Goal of the exercise: Type out each entry exactly.

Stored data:
════════

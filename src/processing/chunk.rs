//! Fixed-size chunking.
//!
//! Edge cases, checked in this order:
//!
//! 1. `size <= 0`: a single chunk holding the whole input (even an empty one).
//! 2. Empty input: no chunks.
//! 3. `len <= size`: a single chunk holding the whole input.
//! 4. Otherwise consecutive chunks of `size` elements; the last holds the remainder.

/// Splits `elems` into owned chunks of `size` elements.
///
/// ```rust
/// use seq_transforms::processing::chunk;
///
/// let out = chunk(&["a", "b", "c", "d", "e", "f", "g"], 3);
/// assert_eq!(out, vec![vec!["a", "b", "c"], vec!["d", "e", "f"], vec!["g"]]);
/// ```
pub fn chunk<T: Clone>(elems: &[T], size: isize) -> Vec<Vec<T>> {
    chunk_slices(elems, size)
        .into_iter()
        .map(<[T]>::to_vec)
        .collect()
}

/// Same policy as [`chunk()`], but returns borrowed sub-slices of `elems` instead of copies.
pub fn chunk_slices<T>(elems: &[T], size: isize) -> Vec<&[T]> {
    let total = elems.len();
    let size = match usize::try_from(size) {
        Ok(n) if n > 0 => n,
        _ => return vec![elems],
    };
    if total == 0 {
        return Vec::new();
    }
    if total <= size {
        return vec![elems];
    }
    elems.chunks(size).collect()
}

#[cfg(test)]
mod tests {
    use super::{chunk, chunk_slices};

    const LETTERS: [&str; 7] = ["a", "b", "c", "d", "e", "f", "g"];

    #[test]
    fn chunk_leaves_short_remainder_last() {
        assert_eq!(
            chunk(&LETTERS, 3),
            vec![vec!["a", "b", "c"], vec!["d", "e", "f"], vec!["g"]]
        );
    }

    #[test]
    fn chunk_with_exact_multiple_has_no_remainder() {
        let input = ["a", "b", "c", "d", "e", "f", "g", "h", "i"];
        assert_eq!(
            chunk(&input, 3),
            vec![vec!["a", "b", "c"], vec!["d", "e", "f"], vec!["g", "h", "i"]]
        );
    }

    #[test]
    fn non_positive_size_returns_whole_input_as_one_chunk() {
        assert_eq!(chunk(&LETTERS, 0), vec![LETTERS.to_vec()]);
        assert_eq!(chunk(&LETTERS, -4), vec![LETTERS.to_vec()]);
    }

    #[test]
    fn non_positive_size_wins_over_empty_input() {
        let empty: [i32; 0] = [];
        assert_eq!(chunk(&empty, 0), vec![Vec::<i32>::new()]);
    }

    #[test]
    fn empty_input_with_positive_size_has_no_chunks() {
        let empty: [i32; 0] = [];
        assert!(chunk(&empty, 3).is_empty());
    }

    #[test]
    fn chunk_slices_borrow_from_input() {
        let input = LETTERS;
        let out = chunk_slices(&input, 5);
        assert_eq!(out.len(), 2);
        assert!(std::ptr::eq(out[0].as_ptr(), input.as_ptr()));
        assert_eq!(out[1], &["f", "g"]);
    }
}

════════

Completed task:
filename src/processing/chunk.rs
//! Fixed-size chunking.
//!
//! Edge cases, checked in this order:
//!
//! 1. `size <= 0`: a single chunk holding the whole input (even an empty one).
//! 2. Empty input: no chunks.
//! 3. `len <= size`: a single chunk holding the whole input.
//! 4. Otherwise consecutive chunks of `size` elements; the last holds the remainder.

/// Splits `elems` into owned chunks of `size` elements.
///
/// ```rust
/// use seq_transforms::processing::chunk;
///
/// let out = chunk(&["a", "b", "c", "d", "e", "f", "g"], 3);
/// assert_eq!(out, vec![vec!["a", "b", "c"], vec!["d", "e", "f"], vec!["g"]]);
/// ```
pub fn chunk<T: Clone>(elems: &[T], size: isize) -> Vec<Vec<T>> {
    chunk_slices(elems, size)
        .into_iter()
        .map(<[T]>::to_vec)
        .collect()
}

/// Same policy as [`chunk()`], but returns borrowed sub-slices of `elems` instead of copies.
pub fn chunk_slices<T>(elems: &[T], size: isize) -> Vec<&[T]> {
    let total = elems.len();
    let size = match usize::try_from(size) {
        Ok(n) if n > 0 => n,
        _ => return vec![elems],
    };
    if total == 0 {
        return Vec::new();
    }
    if total <= size {
        return vec![elems];
    }
    elems.chunks(size).collect()
}

#[cfg(test)]
mod tests {
    use super::{chunk, chunk_slices};

    const LETTERS: [&str; 7] = ["a", "b", "c", "d", "e", "f", "g"];

    #[test]
    fn chunk_leaves_short_remainder_last() {
        assert_eq!(
            chunk(&LETTERS, 3),
            vec![vec!["a", "b", "c"], vec!["d", "e", "f"], vec!["g"]]
        );
    }

    #[test]
    fn chunk_with_exact_multiple_has_no_remainder() {
        let input = ["a", "b", "c", "d", "e", "f", "g", "h", "i"];
        assert_eq!(
            chunk(&input, 3),
            vec![vec!["a", "b", "c"], vec!["d", "e", "f"], vec!["g", "h", "i"]]
        );
    }

    #[test]
    fn non_positive_size_returns_whole_input_as_one_chunk() {
        assert_eq!(chunk(&LETTERS, 0), vec![LETTERS.to_vec()]);
        assert_eq!(chunk(&LETTERS, -4), vec![LETTERS.to_vec()]);
    }

    #[test]
    fn non_positive_size_wins_over_empty_input() {
        let empty: [i32; 0] = [];
        assert_eq!(chunk(&empty, 0), vec![Vec::<i32>::new()]);
    }

    #[test]
    fn empty_input_with_positive_size_has_no_chunks() {
        let empty: [i32; 0] = [];
        assert!(chunk(&empty, 3).is_empty());
    }

    #[test]
    fn chunk_slices_borrow_from_input() {
        let input = LETTERS;
        let out = chunk_slices(&input, 5);
        assert_eq!(out.len(), 2);
        assert!(std::ptr::eq(out[0].as_ptr(), input.as_ptr()));
        assert_eq!(out[1], &["f", "g"]);
    }
}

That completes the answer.